Let's say your original data is an $N \times p$ matrix $X_0$ with a valid covariance $p \times p$ matrix $C$ (the columns of $X_0$ are assumed to have mean $0$). The covariance $C$ can then be eigen-decomposed as $C = U \Lambda U^T$ where $U$ is the $p \times p$ matrix of eigenvectors (each column is an eigenvector) and $\Lambda$ is the diagonal matrix holding the corresponding eigenvalues.
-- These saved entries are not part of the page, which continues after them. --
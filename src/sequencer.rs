//! Memory of recently forwarded packets, keyed by the outgoing sequence
//! number, to answer NACK retransmission requests.
//!
//! A `seq` ring of `max_track + max_padding` slots maps outgoing sequence
//! numbers to entries in a circular `meta` arena. Padding slots and gaps
//! hold no entry so a NACK for them is refused. Retransmissions are rate
//! limited per sequence number and capped at three sends.

use std::time::Instant;

use log::debug;
use parking_lot::Mutex;

const DEFAULT_RTT: u32 = 70;
/// Ignore a repeat retransmission request within this many milliseconds.
const IGNORE_RETRANSMISSION_MS: u32 = 100;
const MAX_NACKED: u8 = 3;

/// What the down track needs to rebuild and resend one packet.
#[derive(Debug, Clone, Default, PartialEq, Eq)]
pub struct PacketMeta {
    /// Sequence number on the publisher's stream, used to find the
    /// original packet.
    pub source_seq_no: u16,
    /// Sequence number on the down track. Offset-adjusted, must not be
    /// shared across tracks.
    pub target_seq_no: u16,
    /// Timestamp on the down track.
    pub timestamp: u32,
    pub marker: bool,
    /// Spatial layer the packet came from.
    pub layer: i8,
    /// Codec-dependent rewrite state.
    pub codec_bytes: Vec<u8>,
    /// Dependency descriptor of the packet.
    pub dd_bytes: Vec<u8>,

    /// When this packet was last requested, in milliseconds since the
    /// sequencer start. Clients re-request packets they are about to
    /// receive; this keeps us from sending them twice.
    last_nack: u32,
    /// How many times this packet has been requested.
    nacked: u8,
}

struct SequencerInner {
    init: bool,
    seq: Vec<Option<usize>>,
    meta: Vec<PacketMeta>,
    meta_write_ptr: usize,
    step: usize,
    head_sn: u16,
    rtt: u32,
}

/// Ring of recently forwarded packet metadata for one down track.
pub struct Sequencer {
    max: usize,
    start_time: Instant,
    inner: Mutex<SequencerInner>,
}

impl Sequencer {
    pub fn new(max_track: usize, max_padding: usize) -> Self {
        Self {
            max: max_track + max_padding,
            start_time: Instant::now(),
            inner: Mutex::new(SequencerInner {
                init: false,
                seq: vec![None; max_track + max_padding],
                meta: vec![PacketMeta::default(); max_track],
                meta_write_ptr: 0,
                step: 0,
                head_sn: 0,
                rtt: DEFAULT_RTT,
            }),
        }
    }

    pub fn set_rtt(&self, rtt: u32) {
        let mut inner = self.inner.lock();
        inner.rtt = if rtt == 0 { DEFAULT_RTT } else { rtt };
    }

    /// Records one forwarded packet. Byte slices are copied so the caller
    /// keeps ownership of its buffers.
    #[allow(clippy::too_many_arguments)]
    pub fn push(
        &self,
        sn: u16,
        off_sn: u16,
        timestamp: u32,
        marker: bool,
        layer: i8,
        codec_bytes: &[u8],
        dd_bytes: &[u8],
    ) {
        let ref_time = self.ref_time_ms();
        let mut inner = self.inner.lock();

        let slot = match self.get_slot(&mut inner, off_sn) {
            Some(slot) => slot,
            None => return,
        };

        let meta_write_ptr = inner.meta_write_ptr;
        inner.meta[meta_write_ptr] = PacketMeta {
            source_seq_no: sn,
            target_seq_no: off_sn,
            timestamp,
            marker,
            layer,
            codec_bytes: codec_bytes.to_vec(),
            dd_bytes: dd_bytes.to_vec(),
            // delay retransmissions after the original transmission
            last_nack: ref_time,
            nacked: 0,
        };
        inner.seq[slot] = Some(meta_write_ptr);

        inner.meta_write_ptr = (meta_write_ptr + 1) % inner.meta.len();
    }

    /// Records an outgoing padding slot; NACKs for it are refused.
    pub fn push_padding(&self, off_sn: u16) {
        let mut inner = self.inner.lock();

        if let Some(slot) = self.get_slot(&mut inner, off_sn) {
            inner.seq[slot] = None;
        }
    }

    /// Returns metadata for the requested sequence numbers that are known,
    /// due (outside the pacing window) and under the retry cap. Returned
    /// byte buffers are independent copies.
    pub fn get_packets_meta(&self, seq_nos: &[u16]) -> Vec<PacketMeta> {
        let ref_time = self.ref_time_ms();
        let mut inner = self.inner.lock();
        let inner = &mut *inner;

        let mut metas = Vec::with_capacity(seq_nos.len());
        for &sn in seq_nos {
            let diff = inner.head_sn.wrapping_sub(sn);
            if diff > (1 << 15) || diff as usize >= self.max {
                // out-of-order from head (should not happen) or too old
                continue;
            }

            let slot = self.wrap(inner.step as i64 - diff as i64 - 1);
            let meta_idx = match inner.seq[slot] {
                Some(idx) => idx,
                None => continue,
            };

            let meta = &mut inner.meta[meta_idx];
            if meta.target_seq_no != sn {
                continue;
            }

            let pacing = IGNORE_RETRANSMISSION_MS.min(2 * inner.rtt);
            if ref_time.wrapping_sub(meta.last_nack) > pacing && meta.nacked < MAX_NACKED {
                meta.nacked += 1;
                meta.last_nack = ref_time;

                metas.push(meta.clone());
            }
        }

        metas
    }

    fn get_slot(&self, inner: &mut SequencerInner, off_sn: u16) -> Option<usize> {
        if !inner.init {
            inner.head_sn = off_sn.wrapping_sub(1);
            inner.init = true;
        }

        let diff = off_sn.wrapping_sub(inner.head_sn);
        if diff == 0 {
            // duplicate
            return None;
        }

        let slot = if diff > (1 << 15) {
            // out-of-order
            let back = inner.head_sn.wrapping_sub(off_sn) as usize;
            if back >= self.max {
                debug!(
                    "old packet, can not be sequenced, head: {}, received: {}",
                    inner.head_sn, off_sn,
                );
                return None;
            }
            inner.step as i64 - back as i64 - 1
        } else {
            inner.head_sn = off_sn;

            // invalidate intervening slots
            for idx in 0..(diff as usize - 1) {
                let s = self.wrap(inner.step as i64 + idx as i64);
                inner.seq[s] = None;
            }

            let slot = inner.step as i64 + diff as i64 - 1;

            // for the next packet
            inner.step = self.wrap(inner.step as i64 + diff as i64);

            slot
        };

        Some(self.wrap(slot))
    }

    fn wrap(&self, mut slot: i64) -> usize {
        let max = self.max as i64;
        while slot < 0 {
            slot += max;
        }
        while slot >= max {
            slot -= max;
        }
        slot as usize
    }

    fn ref_time_ms(&self) -> u32 {
        self.start_time.elapsed().as_millis() as u32
    }
}

#[cfg(test)]
mod tests {
    use super::*;
    use std::thread::sleep;
    use std::time::Duration;

    #[test]
    fn test_push_and_fetch() {
        let s = Sequencer::new(500, 20);
        s.set_rtt(0); // falls back to the 70ms default

        for i in 0..10u16 {
            s.push(100 + i, 1000 + i, 777, i == 9, 1, &[1, 2, i as u8], &[9, i as u8]);
        }

        sleep(Duration::from_millis(150));

        let metas = s.get_packets_meta(&[1002, 1005, 1009]);
        assert_eq!(metas.len(), 3);
        assert_eq!(metas[0].source_seq_no, 102);
        assert_eq!(metas[0].target_seq_no, 1002);
        assert_eq!(metas[0].layer, 1);
        assert_eq!(metas[0].codec_bytes, vec![1, 2, 2]);
        assert_eq!(metas[0].dd_bytes, vec![9, 2]);
        assert!(metas[2].marker);

        // unknown sequence number returns nothing
        assert!(s.get_packets_meta(&[2000]).is_empty());
    }

    #[test]
    fn test_returned_buffers_are_independent() {
        let s = Sequencer::new(100, 10);
        s.push(1, 501, 0, false, 0, &[1, 2, 3], &[4, 5]);

        sleep(Duration::from_millis(150));

        let mut metas = s.get_packets_meta(&[501]);
        assert_eq!(metas.len(), 1);
        metas[0].codec_bytes[0] = 99;

        sleep(Duration::from_millis(150));
        let metas = s.get_packets_meta(&[501]);
        assert_eq!(metas[0].codec_bytes, vec![1, 2, 3]);
    }

    #[test]
    fn test_nack_pacing_and_cap() {
        let s = Sequencer::new(100, 10);
        s.set_rtt(40); // pacing window min(100, 2*40) = 80ms

        s.push(500, 500, 0, false, 0, &[], &[]);

        // too soon after the original transmission
        sleep(Duration::from_millis(50));
        assert!(s.get_packets_meta(&[500]).is_empty());

        // past the pacing window
        sleep(Duration::from_millis(70));
        let metas = s.get_packets_meta(&[500]);
        assert_eq!(metas.len(), 1);

        // each further request is returned once per pacing window
        sleep(Duration::from_millis(90));
        assert_eq!(s.get_packets_meta(&[500]).len(), 1);
        // immediate repeat is paced out
        assert!(s.get_packets_meta(&[500]).is_empty());

        sleep(Duration::from_millis(90));
        assert_eq!(s.get_packets_meta(&[500]).len(), 1);

        // fourth request hits the cap
        sleep(Duration::from_millis(90));
        assert!(s.get_packets_meta(&[500]).is_empty());
    }

    #[test]
    fn test_padding_refused() {
        let s = Sequencer::new(100, 10);
        s.push(1, 700, 0, false, 0, &[], &[]);
        s.push_padding(701);
        s.push(2, 702, 0, false, 0, &[], &[]);

        sleep(Duration::from_millis(150));

        let metas = s.get_packets_meta(&[700, 701, 702]);
        assert_eq!(metas.len(), 2);
        assert_eq!(metas[0].target_seq_no, 700);
        assert_eq!(metas[1].target_seq_no, 702);
    }

    #[test]
    fn test_gap_slots_are_invalid() {
        let s = Sequencer::new(100, 10);
        s.push(1, 100, 0, false, 0, &[], &[]);
        // jump: 101..=104 never pushed
        s.push(2, 105, 0, false, 0, &[], &[]);

        sleep(Duration::from_millis(150));

        let metas = s.get_packets_meta(&[100, 102, 103, 105]);
        let targets: Vec<u16> = metas.iter().map(|m| m.target_seq_no).collect();
        assert_eq!(targets, vec![100, 105]);
    }

    #[test]
    fn test_out_of_order_push() {
        let s = Sequencer::new(100, 10);
        s.push(1, 300, 0, false, 0, &[], &[]);
        s.push(3, 302, 0, false, 0, &[], &[]);
        // late packet fills its old slot
        s.push(2, 301, 0, false, 0, &[], &[]);

        sleep(Duration::from_millis(150));

        let metas = s.get_packets_meta(&[300, 301, 302]);
        assert_eq!(metas.len(), 3);
        assert_eq!(metas[1].source_seq_no, 2);
    }

    #[test]
    fn test_too_old_out_of_order_dropped() {
        let s = Sequencer::new(32, 0);
        s.push(1, 1000, 0, false, 0, &[], &[]);
        for i in 1..40u16 {
            s.push(1 + i, 1000 + i, 0, false, 0, &[], &[]);
        }
        // way behind the ring
        s.push(99, 1000, 0, false, 0, &[], &[]);

        sleep(Duration::from_millis(150));
        assert!(s.get_packets_meta(&[1000]).is_empty());
    }

    #[test]
    fn test_duplicate_push_ignored() {
        let s = Sequencer::new(100, 10);
        s.push(1, 400, 0, false, 0, &[1], &[]);
        s.push(7, 400, 0, false, 0, &[7], &[]);

        sleep(Duration::from_millis(150));
        let metas = s.get_packets_meta(&[400]);
        assert_eq!(metas.len(), 1);
        assert_eq!(metas[0].codec_bytes, vec![1]);
    }
}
This is the most important step, now $U$ can allow a change of basis from $X_0$ to $Z$, where we define $Z = X_0 U$, $Z$ are now the projected scores $N \times p$ matrix; these are the projections of the original data $X_0$ onto the axis defined by the columns of $U$. Note that here we used the full matrix $U$. If we used the optimal $k$-th dimensional approximation of the data $X_0$ we would use only the first $k$ columns of $U$. As you see the data $X$ are directly employed for their dimensional reduction using the eigenvectors $U$. (Sometimes the columns of $U$ are also called loadings.)

Please also see the thread here; it contains some great answers to assist your intuition further.

Note that I used the work-flow of calculating PCA using the covariance matrix. Most implementations use the singular value decomposition of the original data directly by default because of its better numerical properties in some cases. The results from the two routines are perfectly equivalent. I used the covariance-based approach because I think that it a bit more intuitive. The thread here, contains an excellent answer on how SVD relates to PCA.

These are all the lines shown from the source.